Belakangan ini, program MBG menjadi sorotan setelah muncul laporan keracunan massal di beberapa sekolah. Insiden tersebut memicu kekhawatiran publik dan mendorong wacana perubahan bentuk bantuan menjadi bantuan langsung tunai (BLT).
Puan mengakui bahwa pelaksanaan program MBG memang tidak mudah dan menghadapi banyak tantangan. Ia pun mendorong semua pihak yang terlibat agar serius melakukan evaluasi.
"Jadi memang tidak mudah untuk melaksanakan hal tersebut, karenanya memang pihak-pihak yang terkait harus bisa melakukan evaluasi total," tegasnya.
Kasus dugaan keracunan makanan MBG terbaru terjadi di Kabupaten Banggai Kepulauan, Sulawesi Tengah. Sebanyak 251 pelajar dari berbagai sekolah dilaporkan mengalami gejala keracunan usai menyantap menu MBG pada Rabu (17/9). Sekolah yang terdampak antara lain SMA 1 Tinangkung, SMK 1 Tinangkung, SDN Tompudau, SDN Pembina, SDN Saiyong, dan MTs Alkhairaat Salakan.
Tak hanya di Sulawesi Tengah, kasus serupa juga terjadi di Kabupaten Sumbawa, Nusa Tenggara Barat. Sekitar 90 siswa dari MTsN dan SMAN di Kecamatan Empang dilaporkan mengalami gejala keracunan usai mengonsumsi makanan program MBG di hari yang sama.
Sementara di Maluku, tepatnya di SD Negeri 19 Kota Tual, belasan siswa juga diduga keracunan setelah makan menu MBG yang disediakan sekolah pada Kamis (18/9/2025).

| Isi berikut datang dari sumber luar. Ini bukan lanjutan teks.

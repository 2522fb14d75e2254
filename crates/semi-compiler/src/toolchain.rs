//! Native toolchain invocation.
//!
//! Configuration comes from the environment:
//!
//! | Variable       | Meaning                                           |
//! |----------------|---------------------------------------------------|
//! | `SEMI_CC`      | C compiler executable (default `cc`)              |
//! | `SEMI_CC_ARGS` | extra whitespace-separated compiler arguments     |
//! | `SEMI_KEEP_C`  | truthy: keep a copy of the C source as `<out>.c`  |

use std::ffi::OsString;
use std::path::{Path, PathBuf};
use std::process::Command;

use anyhow::{Context, Result};

/// Builds emitted C into a native executable.
pub trait Toolchain {
    /// Build `c_source` into `output`, returning the toolchain's exit status.
    fn build(&self, c_source: &str, output: &Path) -> Result<i32>;
}

#[derive(Debug, Clone, PartialEq, Eq)]
pub struct ToolchainConfig {
    pub cc: OsString,
    pub cc_args: Vec<String>,
    pub keep_c: bool,
}

impl Default for ToolchainConfig {
    fn default() -> Self {
        Self {
            cc: OsString::from("cc"),
            cc_args: Vec::new(),
            keep_c: false,
        }
    }
}

impl ToolchainConfig {
    pub fn from_env() -> Self {
        let cc = std::env::var_os("SEMI_CC").unwrap_or_else(|| OsString::from("cc"));
        let cc_args = std::env::var("SEMI_CC_ARGS")
            .unwrap_or_default()
            .split_whitespace()
            .map(str::to_string)
            .collect();
        let keep_c = std::env::var("SEMI_KEEP_C")
            .map(|v| is_truthy(&v))
            .unwrap_or(false);
        Self { cc, cc_args, keep_c }
    }
}

fn is_truthy(value: &str) -> bool {
    let v = value.trim().to_ascii_lowercase();
    !(v.is_empty() || v == "0" || v == "false" || v == "no" || v == "off")
}

/// The system C compiler.
#[derive(Debug, Clone, Default)]
pub struct CcToolchain {
    pub config: ToolchainConfig,
}

impl CcToolchain {
    pub fn new(config: ToolchainConfig) -> Self {
        Self { config }
    }

    pub fn from_env() -> Self {
        Self::new(ToolchainConfig::from_env())
    }

    /// Where the C source is kept for `output`, if keeping is enabled.
    pub fn kept_source_path(&self, output: &Path) -> Option<PathBuf> {
        self.config.keep_c.then(|| {
            let mut name = output.as_os_str().to_os_string();
            name.push(".c");
            PathBuf::from(name)
        })
    }

    /// The command line used to build `source` into `output`.
    pub fn command(&self, source: &Path, output: &Path) -> Command {
        let mut cmd = Command::new(&self.config.cc);
        cmd.arg("-std=c99");
        cmd.arg(source);
        cmd.arg("-o");
        cmd.arg(output);
        cmd.args(&self.config.cc_args);
        cmd
    }
}

impl Toolchain for CcToolchain {
    fn build(&self, c_source: &str, output: &Path) -> Result<i32> {
        let dir = tempfile::Builder::new()
            .prefix("semic-")
            .tempdir()
            .context("create temp dir")?;
        let source = dir.path().join("main.c");
        std::fs::write(&source, c_source)
            .with_context(|| format!("write C source: {}", source.display()))?;

        if let Some(kept) = self.kept_source_path(output) {
            std::fs::write(&kept, c_source)
                .with_context(|| format!("write C source: {}", kept.display()))?;
        }

        let status = self
            .command(&source, output)
            .status()
            .with_context(|| format!("invoke cc: {:?}", self.config.cc))?;
        Ok(status.code().unwrap_or(1))
    }
}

Program Makan Bergizi Gratis sendiri merupakan salah satu program unggulan pemerintah yang menyasar pelajar untuk mengatasi stunting dan meningkatkan kualitas gizi. Namun, rentetan insiden ini menimbulkan pertanyaan besar soal sistem distribusi, pengawasan, dan kualitas makanan yang disajikan.